WHAT YOU HAVE TO DO> Scan the data that follows and count the lines with the string "pool"; answer with the count alone.

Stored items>
━━━━━━━━━━━━━━━━

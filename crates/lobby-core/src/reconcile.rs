//! Applying presence events to a roster.
//!
//! Reconciliation is a pure function of the current roster and one event.
//! Every operation is idempotent: a duplicated join, a leave for someone
//! who was never seen, or a batch that repeats what the roster already
//! knows all leave the roster untouched.

use lobby_types::PresenceEvent;

use crate::roster::{Roster, RosterChange};

/// Apply one presence event to `roster` and report what changed.
///
/// `occupancy` is never used to bound the work: a join names exactly one
/// participant regardless of how many the service says are present.
/// Within an interval batch all joins are applied before any leave, so a
/// participant listed in both ends up absent.
pub fn reconcile(roster: &mut Roster, event: &PresenceEvent) -> RosterChange {
    let mut change = RosterChange::default();

    match event {
        PresenceEvent::Join { identifier, .. } => {
            if roster.apply_join(identifier) {
                change.added.push(identifier.clone());
            }
        }
        PresenceEvent::Leave { identifier, .. } => {
            if roster.apply_leave(identifier) {
                change.removed.push(identifier.clone());
            }
        }
        PresenceEvent::IntervalBatch { joined, left, .. } => {
            for identifier in joined {
                if roster.apply_join(identifier) {
                    change.merge(RosterChange {
                        added: vec![identifier.clone()],
                        removed: Vec::new(),
                    });
                }
            }
            for identifier in left {
                if roster.apply_leave(identifier) {
                    change.merge(RosterChange {
                        added: Vec::new(),
                        removed: vec![identifier.clone()],
                    });
                }
            }
        }
        PresenceEvent::RefreshRequested { .. } => {}
    }

    change
}

#[cfg(test)]
#[allow(clippy::unwrap_used)]
mod tests {
    use std::collections::HashSet;

    use lobby_types::ParticipantId;
    use rand::rngs::StdRng;
    use rand::{Rng, SeedableRng};

    use super::*;

    fn pid(raw: &str) -> ParticipantId {
        ParticipantId::new(raw).unwrap()
    }

    fn ids(raw: &[&str]) -> Vec<ParticipantId> {
        raw.iter().map(|r| pid(r)).collect()
    }

    fn join(raw: &str) -> PresenceEvent {
        PresenceEvent::Join {
            identifier: pid(raw),
            occupancy: 1,
        }
    }

    fn leave(raw: &str) -> PresenceEvent {
        PresenceEvent::Leave {
            identifier: pid(raw),
            occupancy: 0,
        }
    }

    #[test]
    fn duplicate_join_is_idempotent() {
        let mut once = Roster::new();
        reconcile(&mut once, &join("a"));

        let mut twice = Roster::new();
        reconcile(&mut twice, &join("a"));
        let second = reconcile(&mut twice, &join("a"));

        assert_eq!(once, twice);
        assert!(second.is_empty());
    }

    #[test]
    fn join_ignores_occupancy() {
        let mut roster = Roster::new();
        let event = PresenceEvent::Join {
            identifier: pid("a"),
            occupancy: 40,
        };
        reconcile(&mut roster, &event);
        assert_eq!(roster.members(), ids(&["a"]).as_slice());

        let zero = PresenceEvent::Join {
            identifier: pid("b"),
            occupancy: 0,
        };
        reconcile(&mut roster, &zero);
        assert_eq!(roster.members(), ids(&["a", "b"]).as_slice());
    }

    #[test]
    fn leave_of_absent_participant_is_noop() {
        let mut roster = Roster::from_members(ids(&["a"]));
        let change = reconcile(&mut roster, &leave("ghost"));
        assert!(change.is_empty());
        assert_eq!(roster.members(), ids(&["a"]).as_slice());
    }

    #[test]
    fn batch_applies_joins_before_leaves() {
        let mut roster = Roster::new();
        let batch = PresenceEvent::IntervalBatch {
            joined: ids(&["X", "Y"]),
            left: ids(&["X"]),
            occupancy: 1,
        };
        let change = reconcile(&mut roster, &batch);
        assert_eq!(roster.members(), ids(&["Y"]).as_slice());
        assert_eq!(change.added, ids(&["Y"]));
        assert!(change.removed.is_empty());
    }

    #[test]
    fn empty_batch_is_noop() {
        let mut roster = Roster::from_members(ids(&["a"]));
        let batch = PresenceEvent::IntervalBatch {
            joined: Vec::new(),
            left: Vec::new(),
            occupancy: 1,
        };
        assert!(reconcile(&mut roster, &batch).is_empty());
        assert_eq!(roster.members(), ids(&["a"]).as_slice());
    }

    #[test]
    fn batch_with_repeated_entries_stays_unique() {
        let mut roster = Roster::from_members(ids(&["a"]));
        let batch = PresenceEvent::IntervalBatch {
            joined: ids(&["a", "b", "b"]),
            left: ids(&["c", "c"]),
            occupancy: 2,
        };
        reconcile(&mut roster, &batch);
        assert_eq!(roster.members(), ids(&["a", "b"]).as_slice());
    }

    #[test]
    fn refresh_request_leaves_roster_alone() {
        let mut roster = Roster::from_members(ids(&["a"]));
        let change = reconcile(&mut roster, &PresenceEvent::RefreshRequested { occupancy: 300 });
        assert!(change.is_empty());
        assert_eq!(roster.len(), 1);
    }

    #[test]
    fn no_sequence_of_events_produces_duplicates() {
        let pool = ["p0", "p1", "p2", "p3", "p4", "p5"];
        let mut rng = StdRng::seed_from_u64(0x10bb7);
        let mut roster = Roster::new();

        for _ in 0..2_000 {
            let pick = |rng: &mut StdRng| pool[rng.random_range(0..pool.len())];
            let event = match rng.random_range(0..3) {
                0 => join(pick(&mut rng)),
                1 => leave(pick(&mut rng)),
                _ => PresenceEvent::IntervalBatch {
                    joined: (0..rng.random_range(0..4))
                        .map(|_| pid(pick(&mut rng)))
                        .collect(),
                    left: (0..rng.random_range(0..4))
                        .map(|_| pid(pick(&mut rng)))
                        .collect(),
                    occupancy: 0,
                },
            };
            reconcile(&mut roster, &event);

            let unique: HashSet<&ParticipantId> = roster.members().iter().collect();
            assert_eq!(unique.len(), roster.len(), "roster contains a duplicate");
        }
    }
}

━━━━━━━━━━━━━━━━

ANSWER TO THIS PROBLEM> 2